Building on the bipartisan cooperation behind the carbon capture and utilization tax credit, this bill can help get carbon removal projects rolling. It signals to utilities that we mean business and points the way for companies in Rhode Island and across the country finding innovative uses for carbon dioxide. [SOURCE]

Senator Heitkamp also underlined the significance of the bipartisan efforts that delivered the FUTURE Act and have helped advance the USE IT Act:

CCUS benefits a wide range of industries, paves a long-term opportunity for North Dakota lignite coal, and supports enhanced oil recovery efforts in the Bakken – all while reducing carbon pollution. Just as we were able to build strong bipartisan support for the FUTURE Act and eventually see it get signed into law, we’re now on the right track with the USE IT Act.
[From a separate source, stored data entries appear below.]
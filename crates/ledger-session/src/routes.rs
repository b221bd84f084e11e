//! Application route table.

use std::collections::BTreeMap;

pub const ROOT: &str = "/";
pub const LOGIN: &str = "/login";
pub const REGISTER: &str = "/register";
pub const DASHBOARD: &str = "/dashboard";
pub const MONITORING_LOGIN: &str = "/monitoring/login";
pub const MONITORING_DASHBOARD: &str = "/monitoring/dashboard";

/// Access requirements attached to a route.
#[derive(Debug, Clone, Copy, Default, PartialEq, Eq)]
pub struct RouteMeta {
    pub requires_auth: bool,
    pub requires_monitoring_auth: bool,
}

impl RouteMeta {
    pub const PUBLIC: RouteMeta = RouteMeta {
        requires_auth: false,
        requires_monitoring_auth: false,
    };
    pub const AUTH: RouteMeta = RouteMeta {
        requires_auth: true,
        requires_monitoring_auth: false,
    };
    pub const MONITORING: RouteMeta = RouteMeta {
        requires_auth: false,
        requires_monitoring_auth: true,
    };
}

/// One entry of the route table. Segments starting with `:` match any value.
#[derive(Debug, Clone, PartialEq, Eq)]
pub struct Route {
    pub pattern: &'static str,
    pub name: &'static str,
    pub meta: RouteMeta,
    pub redirect: Option<&'static str>,
}

impl Route {
    pub const fn page(pattern: &'static str, name: &'static str, meta: RouteMeta) -> Self {
        Self {
            pattern,
            name,
            meta,
            redirect: None,
        }
    }

    pub const fn redirect(pattern: &'static str, to: &'static str) -> Self {
        Self {
            pattern,
            name: "",
            meta: RouteMeta::PUBLIC,
            redirect: Some(to),
        }
    }

    fn match_path(&self, path: &str) -> Option<BTreeMap<String, String>> {
        let pattern: Vec<&str> = segments(self.pattern).collect();
        let actual: Vec<&str> = segments(path).collect();
        if pattern.len() != actual.len() {
            return None;
        }

        let mut params = BTreeMap::new();
        for (expected, value) in pattern.iter().zip(&actual) {
            match expected.strip_prefix(':') {
                Some(param) => {
                    params.insert(param.to_string(), value.to_string());
                }
                None if expected == value => {}
                None => return None,
            }
        }
        Some(params)
    }
}

fn segments(path: &str) -> impl Iterator<Item = &str> {
    path.split('/').filter(|s| !s.is_empty())
}

/// A path resolved against the table.
#[derive(Debug, Clone, PartialEq, Eq)]
pub struct ResolvedRoute {
    /// Path after following a static redirect.
    pub path: String,
    pub name: &'static str,
    pub meta: RouteMeta,
    pub params: BTreeMap<String, String>,
    pub redirected_from: Option<String>,
}

/// Ordered route table; the first matching entry wins.
#[derive(Debug, Clone)]
pub struct RouteTable {
    routes: Vec<Route>,
}

impl RouteTable {
    pub fn new(routes: Vec<Route>) -> Self {
        Self { routes }
    }

    /// The client's routes.
    pub fn standard() -> Self {
        use RouteMeta as M;
        Self::new(vec![
            Route::redirect(ROOT, DASHBOARD),
            Route::page(LOGIN, "Login", M::PUBLIC),
            Route::page(REGISTER, "Register", M::PUBLIC),
            Route::page(DASHBOARD, "Dashboard", M::AUTH),
            Route::page("/projects", "Projects", M::AUTH),
            Route::page("/projects/new", "ProjectCreate", M::AUTH),
            Route::page("/projects/:id", "ProjectDetail", M::AUTH),
            Route::page("/projects/:id/edit", "ProjectEdit", M::AUTH),
            Route::page("/transactions", "Transactions", M::AUTH),
            Route::page("/categories", "Categories", M::AUTH),
            Route::page("/reports", "Reports", M::AUTH),
            Route::page("/suppliers", "Suppliers", M::AUTH),
            Route::page("/settings", "Settings", M::AUTH),
            Route::page("/profile", "Profile", M::AUTH),
            Route::page(MONITORING_LOGIN, "MonitoringLogin", M::PUBLIC),
            Route::page(MONITORING_DASHBOARD, "MonitoringDashboard", M::MONITORING),
            Route::page("/monitoring/tenants", "MonitoringTenants", M::MONITORING),
            Route::page("/monitoring/logs", "MonitoringLogs", M::MONITORING),
            Route::page("/monitoring/health", "MonitoringHealth", M::MONITORING),
        ])
    }

    pub fn routes(&self) -> &[Route] {
        &self.routes
    }

    /// Resolve `path`, ignoring any query string or fragment.
    ///
    /// A static redirect is followed once. Unknown paths return `None`.
    pub fn resolve(&self, path: &str) -> Option<ResolvedRoute> {
        let path = normalize(path);
        let (route, params) = self.find(&path)?;

        match route.redirect {
            Some(target) => {
                let (target_route, params) = self.find(target)?;
                Some(ResolvedRoute {
                    path: target.to_string(),
                    name: target_route.name,
                    meta: target_route.meta,
                    params,
                    redirected_from: Some(path),
                })
            }
            None => Some(ResolvedRoute {
                path,
                name: route.name,
                meta: route.meta,
                params,
                redirected_from: None,
            }),
        }
    }

    fn find(&self, path: &str) -> Option<(&Route, BTreeMap<String, String>)> {
        self.routes
            .iter()
            .find_map(|route| route.match_path(path).map(|params| (route, params)))
    }
}

impl Default for RouteTable {
    fn default() -> Self {
        Self::standard()
    }
}

fn normalize(path: &str) -> String {
    let path = path.split(['?', '#']).next().unwrap_or_default();
    let trimmed = path.trim_end_matches('/');
    if trimmed.is_empty() {
        ROOT.to_string()
    } else if trimmed.starts_with('/') {
        trimmed.to_string()
    } else {
        format!("/{}", trimmed)
    }
}
//! Local database files kept by the client.

use crate::StorageResult;
use std::path::{Path, PathBuf};
use tracing::warn;

/// Directory of local database files (offline caches and the like).
#[derive(Debug, Clone)]
pub struct LocalDatabases {
    dir: PathBuf,
}

impl LocalDatabases {
    pub fn new(dir: impl Into<PathBuf>) -> Self {
        Self { dir: dir.into() }
    }

    pub fn dir(&self) -> &Path {
        &self.dir
    }

    /// Names of the database files present, sorted.
    pub fn list(&self) -> StorageResult<Vec<String>> {
        let entries = match std::fs::read_dir(&self.dir) {
            Ok(entries) => entries,
            Err(e) if e.kind() == std::io::ErrorKind::NotFound => return Ok(Vec::new()),
            Err(e) => return Err(e.into()),
        };

        let mut names = Vec::new();
        for entry in entries {
            let entry = entry?;
            if entry.file_type()?.is_file() {
                names.push(entry.file_name().to_string_lossy().into_owned());
            }
        }
        names.sort();
        Ok(names)
    }

    /// Delete every database file.
    ///
    /// Returns the deleted names; a file that cannot be removed is logged and
    /// skipped so the rest are still deleted.
    pub fn delete_all(&self) -> StorageResult<(Vec<String>, Vec<String>)> {
        let mut deleted = Vec::new();
        let mut failed = Vec::new();
        for name in self.list()? {
            match std::fs::remove_file(self.dir.join(&name)) {
                Ok(()) => deleted.push(name),
                Err(e) => {
                    warn!(database = %name, error = %e, "Failed to delete local database");
                    failed.push(name);
                }
            }
        }
        Ok((deleted, failed))
    }
}

#[cfg(test)]
mod tests {
    use super::*;
    use tempfile::tempdir;

    #[test]
    fn test_missing_dir_lists_nothing() {
        let dir = tempdir().unwrap();
        let databases = LocalDatabases::new(dir.path().join("absent"));
        assert!(databases.list().unwrap().is_empty());
        assert!(databases.delete_all().unwrap().0.is_empty());
    }

    #[test]
    fn test_delete_all_removes_files_only() {
        let dir = tempdir().unwrap();
        std::fs::write(dir.path().join("projects.sqlite"), b"x").unwrap();
        std::fs::write(dir.path().join("cache.db"), b"y").unwrap();
        std::fs::create_dir(dir.path().join("nested")).unwrap();

        let databases = LocalDatabases::new(dir.path());
        assert_eq!(databases.list().unwrap(), vec!["cache.db", "projects.sqlite"]);

        let (deleted, failed) = databases.delete_all().unwrap();
        assert_eq!(deleted, vec!["cache.db", "projects.sqlite"]);
        assert!(failed.is_empty());
        assert!(databases.list().unwrap().is_empty());
        assert!(dir.path().join("nested").is_dir());
    }
}
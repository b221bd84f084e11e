//! Scripted collaborators for unit tests.

use crate::api::{AuthApi, LoginResponse, RefreshResponse};
use crate::transport::{ApiRequest, ApiResponse, HttpTransport};
use crate::user::Credentials;
use crate::{SessionError, SessionResult};
use async_trait::async_trait;
use parking_lot::Mutex;
use serde_json::Value;
use std::collections::VecDeque;
use std::sync::atomic::{AtomicUsize, Ordering};
use std::sync::Arc;
use tokio::sync::Notify;

/// One scripted transport outcome.
#[derive(Debug, Clone)]
pub enum Scripted {
    Response(ApiResponse),
    NetworkFailure(String),
}

type Handler = Box<dyn Fn(&ApiRequest) -> Scripted + Send + Sync>;

/// Transport that records requests and replays scripted outcomes.
///
/// With a handler installed every request is answered by it; otherwise
/// outcomes are popped from a queue in order.
pub struct ScriptedTransport {
    queue: Mutex<VecDeque<Scripted>>,
    handler: Option<Handler>,
    requests: Mutex<Vec<ApiRequest>>,
    host: Option<String>,
}

impl ScriptedTransport {
    pub fn new() -> Self {
        Self {
            queue: Mutex::new(VecDeque::new()),
            handler: None,
            requests: Mutex::new(Vec::new()),
            host: Some("localhost".to_string()),
        }
    }

    pub fn with_handler(handler: impl Fn(&ApiRequest) -> Scripted + Send + Sync + 'static) -> Self {
        Self {
            handler: Some(Box::new(handler)),
            ..Self::new()
        }
    }

    pub fn push(&self, status: u16, body: Value) {
        self.queue
            .lock()
            .push_back(Scripted::Response(ApiResponse::new(status, body)));
    }

    pub fn push_network_failure(&self, message: &str) {
        self.queue
            .lock()
            .push_back(Scripted::NetworkFailure(message.to_string()));
    }

    pub fn requests(&self) -> Vec<ApiRequest> {
        self.requests.lock().clone()
    }
}

#[async_trait]
impl HttpTransport for ScriptedTransport {
    async fn send(&self, request: &ApiRequest) -> SessionResult<ApiResponse> {
        self.requests.lock().push(request.clone());
        let outcome = match &self.handler {
            Some(handler) => handler(request),
            None => self
                .queue
                .lock()
                .pop_front()
                .unwrap_or_else(|| Scripted::NetworkFailure("no scripted response".into())),
        };
        match outcome {
            Scripted::Response(response) => Ok(response),
            Scripted::NetworkFailure(message) => Err(SessionError::NetworkFailure(message)),
        }
    }

    fn host(&self) -> Option<String> {
        self.host.clone()
    }
}

/// Auth collaborator with queued results and call counters.
#[derive(Default)]
pub struct FakeAuthApi {
    logins: Mutex<VecDeque<SessionResult<LoginResponse>>>,
    refreshes: Mutex<VecDeque<SessionResult<RefreshResponse>>>,
    registrations: Mutex<Vec<Value>>,
    login_calls: AtomicUsize,
    refresh_calls: AtomicUsize,
    /// When set, `refresh` waits for a notification before answering.
    refresh_gate: Option<Arc<Notify>>,
    cookie_host: Option<String>,
}

impl FakeAuthApi {
    pub fn new() -> Self {
        Self::default()
    }

    pub fn with_refresh_gate(mut self, gate: Arc<Notify>) -> Self {
        self.refresh_gate = Some(gate);
        self
    }

    pub fn with_cookie_host(mut self, host: &str) -> Self {
        self.cookie_host = Some(host.to_string());
        self
    }

    pub fn push_login(&self, result: SessionResult<LoginResponse>) {
        self.logins.lock().push_back(result);
    }

    pub fn push_login_body(&self, body: Value) {
        self.push_login(Ok(LoginResponse::from_value(body)));
    }

    pub fn push_refresh(&self, result: SessionResult<RefreshResponse>) {
        self.refreshes.lock().push_back(result);
    }

    pub fn push_refresh_token(&self, token: &str) {
        self.push_refresh(Ok(RefreshResponse {
            access_token: Some(token.to_string()),
        }));
    }

    pub fn login_calls(&self) -> usize {
        self.login_calls.load(Ordering::SeqCst)
    }

    pub fn refresh_calls(&self) -> usize {
        self.refresh_calls.load(Ordering::SeqCst)
    }

    pub fn registrations(&self) -> Vec<Value> {
        self.registrations.lock().clone()
    }
}

fn unscripted<T>() -> SessionResult<T> {
    Err(SessionError::NetworkFailure("unscripted call".into()))
}

#[async_trait]
impl AuthApi for FakeAuthApi {
    async fn login(&self, _credentials: &Credentials) -> SessionResult<LoginResponse> {
        self.login_calls.fetch_add(1, Ordering::SeqCst);
        tokio::task::yield_now().await;
        self.logins.lock().pop_front().unwrap_or_else(unscripted)
    }

    async fn refresh(&self, _refresh_token: &str) -> SessionResult<RefreshResponse> {
        self.refresh_calls.fetch_add(1, Ordering::SeqCst);
        if let Some(gate) = &self.refresh_gate {
            gate.notified().await;
        } else {
            tokio::task::yield_now().await;
        }
        self.refreshes.lock().pop_front().unwrap_or_else(unscripted)
    }

    async fn register(&self, user_data: &Value) -> SessionResult<Value> {
        self.registrations.lock().push(user_data.clone());
        Ok(serde_json::json!({"id": 99, "email": user_data.get("email")}))
    }

    fn cookie_host(&self) -> Option<String> {
        self.cookie_host.clone()
    }
}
Passage in this committee is an important step forward for jobs and economic progress in North Dakota, and an all-of-the-above energy strategy that supports American jobs and will help the U.S. become a leader in developing and selling CCUS technologies. [SOURCE]

The Carbon Capture Coalition statement on the FUTURE Act and the USE IT Act also celebrates the strength and “breadth” of bipartisan support for carbon capture and storage.

The bipartisan support for both bills was unprecedented for legislation of its kind, spanning the political spectrum from all regions of the country and underscoring the breadth of support for carbon capture. [SOURCE]

Mike Langford, National President, Utility Workers Union of America, AFL-CIO also applauded bipartisan efforts and repeated the call for new CO2 pipelines.

The Utility Workers Union of America applauds the bipartisan work of the Senate Environment and Public Works Committee in moving the USE IT Act one step closer to becoming law. In seeking to facilitate the build-out of carbon dioxide pipelines and supporting research into carbon dioxide capture and utilization, the USE IT Act promotes cutting edge technology, enabling the creation of entirely new energy systems that will sustain family-supporting jobs and healthy communities for decades to come. [SOURCE]

All the things that wont change

Copper Mines photo(s) Edward Burtynsky, courtesy Nicholas Metivier Gallery, Toronto EDWARD BURTYNSKY / OTTWP

Exploding oil trains, mountain top removal, poisoned and destroyed aquifers, poisoned rivers, oil spills, gas leaks, exploitation and violence against Indigenous people, and the continued hegemony of fossil fuel loving, consumer-overconsumption-driving global elites will continue if the proponents of the Green New Deal do not address the political will for carbon capture utilization and storage as demonstrated by a large segment of North American industrial labor organizations.

Some people will tell you they don’t think CCS is viable, but it is clearly what the big corporations want. They have convinced the big labor organizations to support their plans with the help of philanthropies who spend money with prejudice to incubate activist groups and NGOs with a built in blind spot for the political will. Activist groups like the Sunrise Movement, and political leaders like Alexandria Ocasio-Cortez need to call out those democrats who steered and voted for bipartisan tax credit expansion for fossil fuel energy generation, refining and extraction. If they don’t then the Shangri-La of “100% Renewable” energy will be put even further beyond reach.

Sunrise political director and co-founder, Evan Weber

What we are seeing in the collaboration of the Democratic Socialists of America and the Sunrise Movement – almost certainly incubated by the climate cartel – is the exploitation of a political moment to use ‘climate’ as an object of propagandization to carry particular talking points to the public. The non-profit industrial complex with it’s interlocking directorate of behavior change, movement incubation, and networked governance agencies built this opportunity to propagandize reformist measures to tackle impossible goals while framing out the well funded and impending reality that fossil fools will do everything, absolutely everything they need to do to get their way.

 

[Michael Swifte is an Australian activist and a member of the Wrong Kind of Green critical thinking collective.]